La Cour européenne des droits de l’homme (CEDH) condamne le système judiciaire français pour ses « lacunes » et ses « défaillances » dans le traitement d’une affaire de viols présumés. En cause : une interprétation jugée problématique de la notion de consentement.
La législation française ne comprend aucune référence expresse à la notion de consentement dans la définition du viol et des agressions sexuelles. C’est l’un des enseignements de l’arrêt rendu jeudi 4 septembre 2025 par la Cour européenne des droits de l’homme.
À l’origine de cette décision lapidaire et particulièrement embarrassante pour la France, « patrie des droits de l’homme« , figure la plainte d’une préparatrice en pharmacie, identifiée comme E.A.
Cette femme, qui travaillait sous l’autorité d’un chef de service hospitalier, K.B., entre 2010 et 2013, avait dénoncé avoir subi des violences sexuelles et psychologiques répétées dans un contexte d’emprise professionnelle et personnelle.

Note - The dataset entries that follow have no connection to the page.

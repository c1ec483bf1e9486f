//! Shared fixtures for integration tests.
//!
//! Every engine scenario runs against each store backend: the in-memory
//! store, a `:memory:` SQLite database and an on-disk SQLite file.

#![allow(dead_code)]

use blockip::clock::ManualClock;
use blockip::db::SqliteRuleStore;
use blockip::net::NetworkPrefix;
use blockip::rules::RuleEngine;
use blockip::store::{MemoryRuleStore, RuleStore};
use chrono::{TimeZone, Utc};
use std::sync::Arc;
use tempfile::TempDir;

/// A rule engine over one backend, with a clock the test controls.
pub struct Backend {
    pub name: &'static str,
    pub engine: RuleEngine,
    pub clock: Arc<ManualClock>,
    // Keeps the database file alive for the on-disk backend.
    _dir: Option<TempDir>,
}

pub fn start_clock() -> Arc<ManualClock> {
    Arc::new(ManualClock::new(
        Utc.with_ymd_and_hms(2024, 5, 1, 8, 0, 0).unwrap(),
    ))
}

fn backend(
    name: &'static str,
    store: Arc<dyn RuleStore>,
    dir: Option<TempDir>,
) -> Backend {
    let clock = start_clock();
    Backend {
        name,
        engine: RuleEngine::new(store, clock.clone()),
        clock,
        _dir: dir,
    }
}

/// One backend of each kind.
pub async fn backends() -> Vec<Backend> {
    let dir = tempfile::tempdir().expect("tempdir");
    let path = dir.path().join("blockip.db");
    let file_store = SqliteRuleStore::connect(path.to_str().expect("utf-8 path"))
        .await
        .expect("open sqlite file");
    let memory_sqlite = SqliteRuleStore::connect(":memory:")
        .await
        .expect("open sqlite memory");

    vec![
        backend("memory", Arc::new(MemoryRuleStore::new()), None),
        backend("sqlite-memory", Arc::new(memory_sqlite), None),
        backend("sqlite-file", Arc::new(file_store), Some(dir)),
    ]
}

pub fn net(text: &str) -> NetworkPrefix {
    NetworkPrefix::parse_strict(text).expect("valid prefix")
}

« Il y avait des pratiques perverses et des menaces, je ne voyais pas le mal. Je ne savais plus ce qui était normal. J’ai tout accepté », témoigne cette femme née en 1983, décrivant un contrôle coercitif de sa vie privée et des relations sexuelles forcées sur le lieu de travail, entre autres.
Une justice française aveugle aux rapports de domination
E.A., en contrat précaire, dépendait professionnellement de son agresseur présumé. Cette situation de vulnérabilité économique et hiérarchique avait créé, selon elle, un contexte de contrainte morale aboutissant à un « quasi-état de sujétion« .

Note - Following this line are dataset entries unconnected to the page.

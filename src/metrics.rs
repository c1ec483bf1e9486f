//! Prometheus metrics collection for blockip.
//!
//! - `blockip_rule_mutations_total{operation,outcome}` - rule engine mutations
//! - `blockip_auth_cache_lookups_total{result}` - authorization cache hits/misses
//! - `blockip_request_errors_total{code}` - errors returned to callers
//!
//! Recording is a no-op until [`init`] has run, so library users and tests
//! never need a registry.

use crate::error::ServiceError;
use prometheus::{Encoder, IntCounterVec, Opts, Registry, TextEncoder};
use std::sync::OnceLock;

/// Global Prometheus registry for all metrics.
pub static REGISTRY: OnceLock<Registry> = OnceLock::new();

pub fn registry() -> &'static Registry {
    REGISTRY.get_or_init(Registry::new)
}

/// Rule mutations by operation and outcome.
pub static RULE_MUTATIONS: OnceLock<IntCounterVec> = OnceLock::new();

/// Authorization cache lookups (`hit` / `miss`).
pub static AUTH_CACHE_LOOKUPS: OnceLock<IntCounterVec> = OnceLock::new();

/// Errors surfaced to callers, by error code.
pub static REQUEST_ERRORS: OnceLock<IntCounterVec> = OnceLock::new();

/// Initialize the Prometheus metrics registry.
///
/// Call once at startup; repeated calls keep the first registration.
pub fn init() {
    let r = registry();

    macro_rules! register {
        ($metric:ident, $init:expr) => {
            match $init {
                Ok(m) => {
                    if let Err(e) = r.register(Box::new(m.clone())) {
                        tracing::warn!(error = %e, concat!("Failed to register metric ", stringify!($metric)));
                    }
                    let _ = $metric.set(m);
                }
                Err(e) => {
                    tracing::warn!(error = %e, concat!("Failed to create metric ", stringify!($metric)));
                }
            }
        };
    }

    register!(RULE_MUTATIONS, IntCounterVec::new(Opts::new("blockip_rule_mutations_total", "Rule mutations by operation and outcome"), &["operation", "outcome"]));
    register!(AUTH_CACHE_LOOKUPS, IntCounterVec::new(Opts::new("blockip_auth_cache_lookups_total", "Authorization cache lookups"), &["result"]));
    register!(REQUEST_ERRORS, IntCounterVec::new(Opts::new("blockip_request_errors_total", "Errors returned to callers by code"), &["code"]));
}

/// Gather all metrics and encode them in Prometheus text format.
pub fn gather_metrics() -> String {
    let encoder = TextEncoder::new();
    let metric_families = registry().gather();
    let mut buffer = vec![];
    if let Err(e) = encoder.encode(&metric_families, &mut buffer) {
        tracing::error!(error = %e, "Failed to encode Prometheus metrics");
        return String::new();
    }
    match String::from_utf8(buffer) {
        Ok(s) => s,
        Err(e) => {
            tracing::error!(error = %e, "Prometheus metrics were not valid UTF-8");
            String::new()
        }
    }
}

/// Record a rule mutation. `outcome` is `ok` or the error code.
#[inline]
pub fn record_mutation<T>(operation: &str, result: &Result<T, ServiceError>) {
    if let Some(c) = RULE_MUTATIONS.get() {
        let outcome = match result {
            Ok(_) => "ok",
            Err(e) => e.error_code(),
        };
        c.with_label_values(&[operation, outcome]).inc();
    }
}

#[inline]
pub fn record_cache_lookup(hit: bool) {
    if let Some(c) = AUTH_CACHE_LOOKUPS.get() {
        c.with_label_values(&[if hit { "hit" } else { "miss" }]).inc();
    }
}

#[inline]
pub fn record_request_error(error: &ServiceError) {
    if let Some(c) = REQUEST_ERRORS.get() {
        c.with_label_values(&[error.error_code()]).inc();
    }
}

Une expertise psychologique réalisée en décembre 2013 avait même décrit la jeune femme comme « détruite au plan de son équilibre psychique » et souffrant d’un « syndrome de l’otage ». Autant de facteurs que la justice française n’a pas pris en compte en réduisant la plainte pour viols aggravés à de simples délits jugés devant le tribunal correctionnel.
Condamné en première instance à dix mois de prison avec sursis, K.B. a finalement été relaxé en appel, la cour justifiant sa décision par l’existence d’un « contrat maître-chienne » signé en 2013 par les deux protagonistes engagés dans des pratiques sadomasochistes. Pour les juges d’appel, ce document valait « acceptation » des violences subies.

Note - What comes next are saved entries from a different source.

//! Core types for pan-dl

use serde::{Deserialize, Serialize};
use std::path::{Path, PathBuf};

/// Unique identifier for a task
#[derive(Clone, Copy, Debug, Default, PartialEq, Eq, PartialOrd, Ord, Hash, Serialize, Deserialize)]
#[serde(transparent)]
pub struct TaskId(pub u64);

impl TaskId {
    /// Create a new TaskId
    pub fn new(id: u64) -> Self {
        Self(id)
    }

    /// Get the inner u64 value
    pub fn get(&self) -> u64 {
        self.0
    }
}

impl From<u64> for TaskId {
    fn from(id: u64) -> Self {
        Self(id)
    }
}

impl From<TaskId> for u64 {
    fn from(id: TaskId) -> Self {
        id.0
    }
}

impl std::fmt::Display for TaskId {
    fn fmt(&self, f: &mut std::fmt::Formatter<'_>) -> std::fmt::Result {
        write!(f, "{}", self.0)
    }
}

impl std::str::FromStr for TaskId {
    type Err = std::num::ParseIntError;

    fn from_str(s: &str) -> Result<Self, Self::Err> {
        Ok(Self(s.parse()?))
    }
}

/// Lifecycle state of a persisted task
///
/// The state is the single source of truth for which operations are legal:
///
/// ```text
/// waiting -> downloading -> {paused, completed, canceled, error}
/// paused  -> {downloading, waiting, canceled}
/// ```
#[derive(Clone, Copy, Debug, Default, PartialEq, Eq, Hash, Serialize, Deserialize)]
#[serde(rename_all = "lowercase")]
pub enum TaskState {
    /// Added but not started (or stopped)
    #[default]
    Waiting,
    /// Transfer or install running
    Downloading,
    /// Transfer killed, resumable
    Paused,
    /// Transfer and install both finished
    Completed,
    /// Canceled by the user
    Canceled,
    /// The transfer or install reported a failure
    Error,
}

impl TaskState {
    /// Lowercase name, as persisted
    pub fn as_str(&self) -> &'static str {
        match self {
            TaskState::Waiting => "waiting",
            TaskState::Downloading => "downloading",
            TaskState::Paused => "paused",
            TaskState::Completed => "completed",
            TaskState::Canceled => "canceled",
            TaskState::Error => "error",
        }
    }
}

impl std::fmt::Display for TaskState {
    fn fmt(&self, f: &mut std::fmt::Formatter<'_>) -> std::fmt::Result {
        f.write_str(self.as_str())
    }
}

/// Progress reported by the transfer program
///
/// Only the latest value per task is retained.
#[derive(Clone, Debug, Default, PartialEq, Serialize, Deserialize)]
#[serde(default, rename_all = "camelCase")]
pub struct TransferProgress {
    /// Transfer identifier assigned by the wrapped program
    pub id: String,
    /// Bytes written so far
    pub downloaded: u64,
    /// Total size in bytes
    pub total: u64,
    /// Current speed in bytes per second
    pub speed: f64,
    /// Time elapsed since the transfer began
    pub elapsed: f64,
    /// Estimated time remaining
    pub time_left: f64,
}

impl TransferProgress {
    /// Completion percentage in `0.0..=100.0`, or 0 when the size is unknown
    pub fn percent(&self) -> f64 {
        if self.total == 0 {
            0.0
        } else {
            (self.downloaded as f64 / self.total as f64 * 100.0).min(100.0)
        }
    }
}

/// Terminal status carried by the transfer program's exit frame
#[derive(Clone, Debug, Default, PartialEq, Eq, Serialize, Deserialize)]
pub struct ExitStatus {
    /// Whether the transfer finished successfully
    #[serde(default)]
    pub success: bool,
    /// Error message when `success` is false
    #[serde(default)]
    pub error: String,
}

/// Where a task's payload comes from
#[derive(Clone, Debug, PartialEq, Eq, Serialize, Deserialize)]
#[serde(tag = "kind")]
pub enum TaskSource {
    /// A file stored on the remote pan
    #[serde(rename = "pan", rename_all = "camelCase")]
    Pan {
        /// Absolute path on the remote pan
        pan_path: String,
    },
}

impl TaskSource {
    /// File name the transfer produces inside the save directory
    pub fn file_name(&self) -> &str {
        match self {
            TaskSource::Pan { pan_path } => pan_path.rsplit('/').next().unwrap_or(pan_path),
        }
    }
}

/// How a downloaded payload gets installed
#[derive(Clone, Debug, PartialEq, Eq, Serialize, Deserialize)]
#[serde(tag = "kind")]
pub enum InstallConfig {
    /// Recursively unpack an archive into the install directory
    #[serde(rename = "archive")]
    Archive {
        /// Password for encrypted archives
        #[serde(default, skip_serializing_if = "Option::is_none")]
        password: Option<String>,
    },
}

impl Default for InstallConfig {
    fn default() -> Self {
        InstallConfig::Archive { password: None }
    }
}

/// Caller-supplied parameters for a new task
#[derive(Clone, Debug, Default, PartialEq, Eq, Serialize, Deserialize)]
#[serde(rename_all = "camelCase")]
pub struct TaskParams {
    /// Display name
    pub name: String,
    /// Artwork reference
    #[serde(default)]
    pub image_url: String,
    /// Directory the transfer writes into (empty: configured download dir)
    #[serde(default)]
    pub save_dir: PathBuf,
    /// Expected MD5 of the downloaded file (hex, may be empty)
    #[serde(default)]
    pub md5: String,
    /// Directory the payload is installed into (empty: derived from config)
    #[serde(default)]
    pub install_dir: PathBuf,
    /// Install-time configuration
    #[serde(default)]
    pub install: InstallConfig,
}

/// Persisted task record
#[derive(Clone, Debug, PartialEq, Serialize, Deserialize)]
#[serde(rename_all = "camelCase")]
pub struct TaskRecord {
    /// Task ID
    pub id: TaskId,
    /// Display name
    pub name: String,
    /// Artwork reference
    #[serde(default)]
    pub image_url: String,
    /// Directory the transfer writes into
    pub save_dir: PathBuf,
    /// Expected MD5 of the downloaded file
    #[serde(default)]
    pub md5: String,
    /// Resolved path of the downloaded file
    pub local_path: PathBuf,
    /// Creation time (unix milliseconds)
    pub created_at: i64,
    /// Last mutation time (unix milliseconds)
    pub updated_at: i64,
    /// Completion time (unix milliseconds, 0 while incomplete)
    #[serde(default)]
    pub completed_at: i64,
    /// Source locator
    pub source: TaskSource,
    /// Directory the payload is installed into
    pub install_dir: PathBuf,
    /// Install-time configuration
    #[serde(default)]
    pub install: InstallConfig,
    /// Lifecycle state
    pub state: TaskState,
    /// Latest reported transfer progress
    #[serde(default)]
    pub progress: TransferProgress,
}

impl TaskRecord {
    /// Build a fresh `waiting` record with zeroed progress
    pub fn new(id: TaskId, params: TaskParams, source: TaskSource, now: i64) -> Self {
        let local_path = local_path_for(&params.save_dir, &source);
        Self {
            id,
            name: params.name,
            image_url: params.image_url,
            save_dir: params.save_dir,
            md5: params.md5,
            local_path,
            created_at: now,
            updated_at: now,
            completed_at: 0,
            source,
            install_dir: params.install_dir,
            install: params.install,
            state: TaskState::Waiting,
            progress: TransferProgress::default(),
        }
    }

    /// The parameters this record was created from
    pub fn params(&self) -> TaskParams {
        TaskParams {
            name: self.name.clone(),
            image_url: self.image_url.clone(),
            save_dir: self.save_dir.clone(),
            md5: self.md5.clone(),
            install_dir: self.install_dir.clone(),
            install: self.install.clone(),
        }
    }
}

/// Local destination of a source inside `save_dir`
pub fn local_path_for(save_dir: &Path, source: &TaskSource) -> PathBuf {
    save_dir.join(source.file_name())
}

/// Verification channel offered by the login flow
#[derive(Clone, Copy, Debug, PartialEq, Eq, Serialize, Deserialize)]
#[serde(rename_all = "snake_case")]
pub enum VerifyChannel {
    /// Receive the code by SMS
    Phone,
    /// Receive the code by e-mail
    Email,
}

impl VerifyChannel {
    /// The menu choice the login program expects
    pub fn as_choice(&self) -> &'static str {
        match self {
            VerifyChannel::Phone => "1",
            VerifyChannel::Email => "2",
        }
    }
}

/// One round-trip of the interactive login
#[derive(Clone, Debug, PartialEq, Eq, Serialize, Deserialize)]
#[serde(tag = "step", rename_all = "snake_case")]
pub enum LoginStep {
    /// No session yet; supply user name and password
    AwaitCredentials,
    /// The program wants the text of a captcha image
    AwaitCaptcha {
        /// Path of the captcha image saved on disk
        local_image_path: String,
        /// URL of the same captcha image
        remote_image_url: String,
    },
    /// The program asks whether to verify by phone or e-mail
    AwaitVerificationChannelChoice {
        /// Masked phone number
        phone: String,
        /// Masked e-mail address
        email: String,
    },
    /// The program waits for the code that was sent
    AwaitVerificationCode,
    /// Logged in
    Success,
    /// The login program ended without success
    Failed,
}

/// Event emitted by the task manager
///
/// Consumers subscribe via [`crate::TaskManager::subscribe`].
#[derive(Clone, Debug, Serialize, Deserialize)]
#[serde(tag = "type", rename_all = "snake_case")]
pub enum Event {
    /// A task's record changed state, was added back, or was deleted
    TaskStateChanged {
        /// Task ID
        id: TaskId,
    },

    /// A task reported transfer progress
    TaskProgress {
        /// Task ID
        id: TaskId,
        /// The progress that was persisted
        progress: TransferProgress,
    },
}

Un arrêt qui redéfinit les contours du consentement
Dans son arrêt, la CEDH pose un principe fondamental : « le consentement doit traduire la libre volonté d’avoir une relation sexuelle déterminée, au moment où elle intervient et en tenant compte de ses circonstances ».
Elle dénonce le fait que les allégations de viols et d’agressions sexuelles n’ont été évoquées que de façon incidente lors des investigations, qui se sont concentrées uniquement sur des qualifications de violences volontaires et de harcèlement sexuel, malgré « le caractère sexuel des traitements subis et leur particulière gravité ».
La Cour européenne considère par ailleurs que l’usage du « contrat maître-chienne » pour justifier un consentement global constitue une forme de victimisation secondaire, ce raisonnement étant « culpabilisant, stigmatisant et de nature à dissuader les victimes de violences sexuelles de faire valoir leurs droits ».
La France condamnée à verser 20 000 euros à E.A. au titre du dommage moral plus 1 503,77 euros de frais de procédure, se trouve ainsi mis face à ses responsabilités vis-à-vis des femmes et autres victimes potentielles.